Objective: Although there is a considerable amount of data in the literature regarding the association between alcohol consumption and injuries treated in emergency rooms, little is known about the relationship between such injury and the use of other substances. The objective of this study was to estimate the prevalence of substance use in patients admitted to the emergency room for non-fatal injuries.
Method: A prospective cross-sectional study assessing all patients admitted to the emergency room within 6 hours after a non-fatal injury was conducted over a three-month period. The following were used as measures of alcohol and drug use: a standardized World Health Organization questionnaire; a self-administered questionnaire related to drug consumption within the 24 hours preceding contact; the Drug Abuse Screening Test; urine screens for cannabis, cocaine and benzodiazepines; and determination of blood alcohol concentration. Descriptive analyses were performed and the confidence interval used was 95%.

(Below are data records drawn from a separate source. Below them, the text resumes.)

//! Game vocabulary shared by the whole decision pipeline.
//!
//! The wire types mirror the JSON the rules engine sends verbatim and stay
//! tolerant of fields this crate does not consume. Everything downstream of
//! the state extractor works with the typed forms instead.

use serde::{Deserialize, Serialize};
use std::collections::HashMap;
use std::fmt;

/// Chip amounts (stacks, pots, bets). Always turn-absolute totals.
pub type Chips = u64;

/// A betting phase of the hand.
#[derive(Clone, Copy, Debug, Deserialize, Eq, Hash, PartialEq, Serialize)]
#[serde(rename_all = "lowercase")]
pub enum Street {
    Preflop,
    Flop,
    Turn,
    River,
}

impl Street {
    /// The engine's lowercase name for this street, also used as the
    /// `action_histories` key.
    pub fn as_str(&self) -> &'static str {
        match self {
            Self::Preflop => "preflop",
            Self::Flop => "flop",
            Self::Turn => "turn",
            Self::River => "river",
        }
    }
}

impl fmt::Display for Street {
    fn fmt(&self, f: &mut fmt::Formatter) -> fmt::Result {
        write!(f, "{}", self.as_str())
    }
}

/// The three action kinds an agent can return to the engine.
#[derive(Clone, Copy, Debug, Deserialize, Eq, Hash, PartialEq, Serialize)]
#[serde(rename_all = "lowercase")]
pub enum DecisionKind {
    Fold,
    Call,
    Raise,
}

impl DecisionKind {
    pub fn as_str(&self) -> &'static str {
        match self {
            Self::Fold => "fold",
            Self::Call => "call",
            Self::Raise => "raise",
        }
    }

    /// Maps an advisory action verb to a kind. `bet` is folded into raise,
    /// matching how the engine reports aggressive actions.
    pub fn from_verb(verb: &str) -> Option<Self> {
        match verb.trim().to_lowercase().as_str() {
            "fold" => Some(Self::Fold),
            "call" => Some(Self::Call),
            "raise" | "bet" => Some(Self::Raise),
            _ => None,
        }
    }
}

impl fmt::Display for DecisionKind {
    fn fmt(&self, f: &mut fmt::Formatter) -> fmt::Result {
        write!(f, "{}", self.as_str())
    }
}

/// A decision as advised (or produced by the fallback), before legalization.
///
/// `amount` is `None` when the advisory reply carried no usable number; the
/// legalizer resolves it against the turn's actual bounds.
#[derive(Clone, Debug, Deserialize, PartialEq, Serialize)]
pub struct Decision {
    pub kind: DecisionKind,
    pub amount: Option<Chips>,
}

impl Decision {
    pub fn new(kind: DecisionKind, amount: Option<Chips>) -> Self {
        Self { kind, amount }
    }
}

impl fmt::Display for Decision {
    fn fmt(&self, f: &mut fmt::Formatter) -> fmt::Result {
        match self.amount {
            Some(amount) => write!(f, "{} {amount}", self.kind),
            None => write!(f, "{}", self.kind),
        }
    }
}

/// A decision after legalization: guaranteed to be a member of the turn's
/// legal-action set with its amount in bounds.
#[derive(Clone, Copy, Debug, Eq, PartialEq, Serialize)]
pub struct FinalAction {
    pub kind: DecisionKind,
    pub amount: Chips,
    pub all_in: bool,
}

impl fmt::Display for FinalAction {
    fn fmt(&self, f: &mut fmt::Formatter) -> fmt::Result {
        if self.all_in {
            write!(f, "{} {} (all-in)", self.kind, self.amount)
        } else {
            write!(f, "{} {}", self.kind, self.amount)
        }
    }
}

/// A legal action as declared by the engine for the current turn.
///
/// At most one of each variant appears per turn. A raise ceiling of `None`
/// means the engine reported no upper bound.
#[derive(Clone, Debug, Eq, PartialEq, Serialize)]
pub enum LegalAction {
    Fold,
    Call(Chips),
    Raise { min: Chips, max: Option<Chips> },
}

impl LegalAction {
    pub fn kind(&self) -> DecisionKind {
        match self {
            Self::Fold => DecisionKind::Fold,
            Self::Call(_) => DecisionKind::Call,
            Self::Raise { .. } => DecisionKind::Raise,
        }
    }

    /// Converts one wire action into its typed form.
    ///
    /// Returns `None` for action verbs this crate does not act on and for
    /// raise windows the engine marked unavailable (negative bounds).
    pub fn from_wire(action: &ValidAction) -> Option<Self> {
        match action.action.to_lowercase().as_str() {
            "fold" => Some(Self::Fold),
            "call" => match action.amount {
                AmountBounds::Fixed(amount) => Some(Self::Call(amount.max(0) as Chips)),
                AmountBounds::Window { min, .. } => Some(Self::Call(min.max(0) as Chips)),
            },
            "raise" | "bet" => match action.amount {
                AmountBounds::Fixed(amount) if amount >= 0 => Some(Self::Raise {
                    min: amount as Chips,
                    max: None,
                }),
                AmountBounds::Window { min, max } if min >= 0 => Some(Self::Raise {
                    min: min as Chips,
                    max: (max >= 0).then_some(max as Chips),
                }),
                _ => None,
            },
            _ => None,
        }
    }
}

impl fmt::Display for LegalAction {
    fn fmt(&self, f: &mut fmt::Formatter) -> fmt::Result {
        match self {
            Self::Fold => write!(f, "fold"),
            Self::Call(amount) => write!(f, "call {amount}"),
            Self::Raise { min, max: Some(max) } => write!(f, "raise {min}-{max}"),
            Self::Raise { min, max: None } => write!(f, "raise >= {min}"),
        }
    }
}

/// Finds the call amount in a legal-action set, if a call is legal.
pub fn find_call(actions: &[LegalAction]) -> Option<Chips> {
    actions.iter().find_map(|action| match action {
        LegalAction::Call(amount) => Some(*amount),
        _ => None,
    })
}

/// Finds the raise window in a legal-action set, if a raise is legal.
pub fn find_raise(actions: &[LegalAction]) -> Option<(Chips, Option<Chips>)> {
    actions.iter().find_map(|action| match action {
        LegalAction::Raise { min, max } => Some((*min, *max)),
        _ => None,
    })
}

// === Wire types ===
// The engine speaks JSON; these deserialize exactly what it sends and ignore
// the rest. Amounts stay signed here because the engine encodes "raise
// unavailable" as a negative window.

/// One entry of the engine's `valid_actions` list.
#[derive(Clone, Debug, Deserialize, Serialize)]
pub struct ValidAction {
    pub action: String,
    pub amount: AmountBounds,
}

/// A wire amount: fixed for fold/call, a `{min, max}` window for raise.
#[derive(Clone, Copy, Debug, Deserialize, Serialize)]
#[serde(untagged)]
pub enum AmountBounds {
    Window { min: i64, max: i64 },
    Fixed(i64),
}

/// A seat in the engine's turn state.
#[derive(Clone, Debug, Deserialize, Serialize)]
pub struct Seat {
    pub uuid: String,
    pub name: String,
    pub stack: Chips,
}

/// One recorded action in a street's history.
#[derive(Clone, Debug, Deserialize, Serialize)]
pub struct HistoryAction {
    #[serde(default)]
    pub uuid: String,
    pub action: String,
    #[serde(default)]
    pub amount: Chips,
}

/// Pot composition: the main pot plus any side pots.
#[derive(Clone, Debug, Default, Deserialize, Serialize)]
pub struct Pot {
    #[serde(default)]
    pub main: PotShare,
    #[serde(default)]
    pub side: Vec<PotShare>,
}

#[derive(Clone, Copy, Debug, Default, Deserialize, Serialize)]
pub struct PotShare {
    pub amount: Chips,
}

/// The engine's per-turn state snapshot.
#[derive(Clone, Debug, Deserialize, Serialize)]
pub struct RoundState {
    pub street: Street,
    #[serde(default)]
    pub community_card: Vec<String>,
    #[serde(default)]
    pub pot: Pot,
    #[serde(default)]
    pub seats: Vec<Seat>,
    /// Street name -> actions taken on that street, oldest first.
    #[serde(default)]
    pub action_histories: HashMap<String, Vec<HistoryAction>>,
}

/// Match-start notification payload.
#[derive(Clone, Debug, Deserialize, Serialize)]
pub struct GameStart {
    #[serde(default)]
    pub player_num: u32,
    #[serde(default)]
    pub rule: GameRule,
    #[serde(default)]
    pub seats: Vec<Seat>,
}

#[derive(Clone, Debug, Default, Deserialize, Serialize)]
pub struct GameRule {
    #[serde(default)]
    pub max_round: u32,
    #[serde(default)]
    pub small_blind_amount: Chips,
    #[serde(default)]
    pub initial_stack: Chips,
}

Results: A total of 353 patients were included. Cannabis and cocaine screens were conducted for 242 patients and benzodiazepine screens were conducted for 166. Blood alcohol concentrations reached the level of positivity in 11% (n = 39), and 10% (n = 33) presented some degree of intoxication. Among the 242 patients screened, 13.6% (n = 33) tested positive for cannabis, and 3.3% (n = 8) tested positive for cocaine, whereas 4.2% (n = 7) of the 166 patients screened tested positive for benzodiazepines.
Conclusions: Substance use was highly prevalent among these individuals. In this sample, the frequency for the use of cannabis (an illicit drug) was comparable to that of alcohol. More studies are needed in order to characterize such use among Brazilians and to develop proper approaches to such cases, with the aim of reducing substance use and its consequences.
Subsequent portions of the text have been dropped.